__Assigned task__: Produce an exact transcript of all the records.

─── Supplied information ───

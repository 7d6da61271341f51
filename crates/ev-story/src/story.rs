//! The scene graph and its loaders.

use std::collections::BTreeMap;
use std::path::Path;

use serde::{Deserialize, Serialize};

use crate::error::{StoryError, StoryResult};
use crate::scene::{Choice, ChoiceTarget, Scene};

/// Id of the first scene in the built-in story.
pub const DEFAULT_START: &str = "intro";

/// A static map of scenes plus the id the story starts at.
///
/// JSON layout:
///
/// ```json
/// {
///   "start": "intro",
///   "scenes": {
///     "intro": {
///       "text": "...",
///       "background": "default_background",
///       "portrait": "player",
///       "choices": [{ "text": "Prepare for battle", "next_scene": "combat" }]
///     }
///   }
/// }
/// ```
#[derive(Debug, Clone, PartialEq, Eq, Serialize, Deserialize)]
pub struct Story {
    #[serde(default = "default_start")]
    start: String,
    scenes: BTreeMap<String, Scene>,
}

fn default_start() -> String {
    DEFAULT_START.to_string()
}

/// A choice whose target scene does not exist.
#[derive(Debug, Clone, PartialEq, Eq)]
pub struct DanglingTarget {
    /// Scene offering the choice.
    pub scene: String,
    /// Index of the choice within that scene.
    pub choice: usize,
    /// The missing scene id.
    pub target: String,
}

impl Story {
    /// Build a story from scenes. The start scene must be among them.
    pub fn new(
        start: impl Into<String>,
        scenes: impl IntoIterator<Item = Scene>,
    ) -> StoryResult<Self> {
        let story = Self {
            start: start.into(),
            scenes: scenes
                .into_iter()
                .map(|scene| (scene.id.clone(), scene))
                .collect(),
        };
        story.validate_start()?;
        Ok(story)
    }

    /// The story shipped with the game: a ruin, a mysterious creature, and
    /// a guardian.
    pub fn builtin() -> Self {
        let scenes = [
            Scene::new(
                "intro",
                "You are a brave adventurer exploring an ancient ruin. \
                 Suddenly, you come face to face with a mysterious creature...",
            )
            .with_background("default_background")
            .with_portrait("player")
            .with_choice(Choice::scene("Talk to the creature", "talk"))
            .with_choice(Choice::combat("Prepare for battle")),
            Scene::new(
                "talk",
                "You decide to speak with the creature. It seems friendly, \
                 and tells you about the secrets of the ruin...",
            )
            .with_background("default_background")
            .with_portrait("player")
            .with_choice(Choice::scene("Keep exploring", "explore")),
            Scene::new(
                "explore",
                "Exploring deeper, you find an ancient chest. As you approach, \
                 a guardian appears!",
            )
            .with_background("default_background")
            .with_portrait("player")
            .with_choice(Choice::combat("Prepare for battle")),
        ];
        Self {
            start: DEFAULT_START.to_string(),
            scenes: scenes
                .into_iter()
                .map(|scene| (scene.id.clone(), scene))
                .collect(),
        }
    }

    /// Parse a story from JSON.
    pub fn from_json_str(json: &str) -> StoryResult<Self> {
        let mut story: Story = serde_json::from_str(json)?;
        for (id, scene) in &mut story.scenes {
            scene.id.clone_from(id);
        }
        story.validate_start()?;
        Ok(story)
    }

    /// Read and parse a story file.
    pub fn from_json_file(path: impl AsRef<Path>) -> StoryResult<Self> {
        let path = path.as_ref();
        let json = std::fs::read_to_string(path)?;
        let story = Self::from_json_str(&json)?;
        tracing::info!(path = %path.display(), scenes = story.len(), "story loaded");
        Ok(story)
    }

    /// Serialize the story as pretty JSON.
    pub fn to_json_string(&self) -> StoryResult<String> {
        Ok(serde_json::to_string_pretty(self)?)
    }

    /// Id of the first scene.
    pub fn start(&self) -> &str {
        &self.start
    }

    /// Look up a scene.
    pub fn scene(&self, id: &str) -> Option<&Scene> {
        self.scenes.get(id)
    }

    /// Whether a scene exists.
    pub fn contains(&self, id: &str) -> bool {
        self.scenes.contains_key(id)
    }

    /// All scenes, ordered by id.
    pub fn scenes(&self) -> impl Iterator<Item = &Scene> {
        self.scenes.values()
    }

    /// Number of scenes.
    pub fn len(&self) -> usize {
        self.scenes.len()
    }

    /// Whether the story has no scenes.
    pub fn is_empty(&self) -> bool {
        self.scenes.is_empty()
    }

    /// Choices that point at scenes the story does not contain.
    pub fn dangling_targets(&self) -> Vec<DanglingTarget> {
        let mut dangling = Vec::new();
        for scene in self.scenes.values() {
            for (index, choice) in scene.choices.iter().enumerate() {
                let target = match &choice.target {
                    ChoiceTarget::Scene(id) if !self.scenes.contains_key(id) => id,
                    _ => continue,
                };
                dangling.push(DanglingTarget {
                    scene: scene.id.clone(),
                    choice: index,
                    target: target.clone(),
                });
            }
        }
        dangling
    }

    fn validate_start(&self) -> StoryResult<()> {
        if self.scenes.contains_key(&self.start) {
            Ok(())
        } else {
            Err(StoryError::MissingStart(self.start.clone()))
        }
    }
}

impl Default for Story {
    fn default() -> Self {
        Self::builtin()
    }
}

───

__Exercise result__:
repository 7d6da61271341f51
filename crates/ev-story/src/story.rs
//! The scene graph and its loaders.

use std::collections::BTreeMap;
use std::path::Path;

use serde::{Deserialize, Serialize};

use crate::error::{StoryError, StoryResult};
use crate::scene::{Choice, ChoiceTarget, Scene};

/// Id of the first scene in the built-in story.
pub const DEFAULT_START: &str = "intro";

/// A static map of scenes plus the id the story starts at.
///
/// JSON layout:
///
/// ```json
/// {
///   "start": "intro",
///   "scenes": {
///     "intro": {
///       "text": "...",
///       "background": "default_background",
///       "portrait": "player",
///       "choices": [{ "text": "Prepare for battle", "next_scene": "combat" }]
///     }
///   }
/// }
/// ```
#[derive(Debug, Clone, PartialEq, Eq, Serialize, Deserialize)]
pub struct Story {
    #[serde(default = "default_start")]
    start: String,
    scenes: BTreeMap<String, Scene>,
}

fn default_start() -> String {
    DEFAULT_START.to_string()
}

/// A choice whose target scene does not exist.
#[derive(Debug, Clone, PartialEq, Eq)]
pub struct DanglingTarget {
    /// Scene offering the choice.
    pub scene: String,
    /// Index of the choice within that scene.
    pub choice: usize,
    /// The missing scene id.
    pub target: String,
}

impl Story {
    /// Build a story from scenes. The start scene must be among them.
    pub fn new(
        start: impl Into<String>,
        scenes: impl IntoIterator<Item = Scene>,
    ) -> StoryResult<Self> {
        let story = Self {
            start: start.into(),
            scenes: scenes
                .into_iter()
                .map(|scene| (scene.id.clone(), scene))
                .collect(),
        };
        story.validate_start()?;
        Ok(story)
    }

    /// The story shipped with the game: a ruin, a mysterious creature, and
    /// a guardian.
    pub fn builtin() -> Self {
        let scenes = [
            Scene::new(
                "intro",
                "You are a brave adventurer exploring an ancient ruin. \
                 Suddenly, you come face to face with a mysterious creature...",
            )
            .with_background("default_background")
            .with_portrait("player")
            .with_choice(Choice::scene("Talk to the creature", "talk"))
            .with_choice(Choice::combat("Prepare for battle")),
            Scene::new(
                "talk",
                "You decide to speak with the creature. It seems friendly, \
                 and tells you about the secrets of the ruin...",
            )
            .with_background("default_background")
            .with_portrait("player")
            .with_choice(Choice::scene("Keep exploring", "explore")),
            Scene::new(
                "explore",
                "Exploring deeper, you find an ancient chest. As you approach, \
                 a guardian appears!",
            )
            .with_background("default_background")
            .with_portrait("player")
            .with_choice(Choice::combat("Prepare for battle")),
        ];
        Self {
            start: DEFAULT_START.to_string(),
            scenes: scenes
                .into_iter()
                .map(|scene| (scene.id.clone(), scene))
                .collect(),
        }
    }

    /// Parse a story from JSON.
    pub fn from_json_str(json: &str) -> StoryResult<Self> {
        let mut story: Story = serde_json::from_str(json)?;
        for (id, scene) in &mut story.scenes {
            scene.id.clone_from(id);
        }
        story.validate_start()?;
        Ok(story)
    }

    /// Read and parse a story file.
    pub fn from_json_file(path: impl AsRef<Path>) -> StoryResult<Self> {
        let path = path.as_ref();
        let json = std::fs::read_to_string(path)?;
        let story = Self::from_json_str(&json)?;
        tracing::info!(path = %path.display(), scenes = story.len(), "story loaded");
        Ok(story)
    }

    /// Serialize the story as pretty JSON.
    pub fn to_json_string(&self) -> StoryResult<String> {
        Ok(serde_json::to_string_pretty(self)?)
    }

    /// Id of the first scene.
    pub fn start(&self) -> &str {
        &self.start
    }

    /// Look up a scene.
    pub fn scene(&self, id: &str) -> Option<&Scene> {
        self.scenes.get(id)
    }

    /// Whether a scene exists.
    pub fn contains(&self, id: &str) -> bool {
        self.scenes.contains_key(id)
    }

    /// All scenes, ordered by id.
    pub fn scenes(&self) -> impl Iterator<Item = &Scene> {
        self.scenes.values()
    }

    /// Number of scenes.
    pub fn len(&self) -> usize {
        self.scenes.len()
    }

    /// Whether the story has no scenes.
    pub fn is_empty(&self) -> bool {
        self.scenes.is_empty()
    }

    /// Choices that point at scenes the story does not contain.
    pub fn dangling_targets(&self) -> Vec<DanglingTarget> {
        let mut dangling = Vec::new();
        for scene in self.scenes.values() {
            for (index, choice) in scene.choices.iter().enumerate() {
                let target = match &choice.target {
                    ChoiceTarget::Scene(id) if !self.scenes.contains_key(id) => id,
                    _ => continue,
                };
                dangling.push(DanglingTarget {
                    scene: scene.id.clone(),
                    choice: index,
                    target: target.clone(),
                });
            }
        }
        dangling
    }

    fn validate_start(&self) -> StoryResult<()> {
        if self.scenes.contains_key(&self.start) {
            Ok(())
        } else {
            Err(StoryError::MissingStart(self.start.clone()))
        }
    }
}

impl Default for Story {
    fn default() -> Self {
        Self::builtin()
    }
}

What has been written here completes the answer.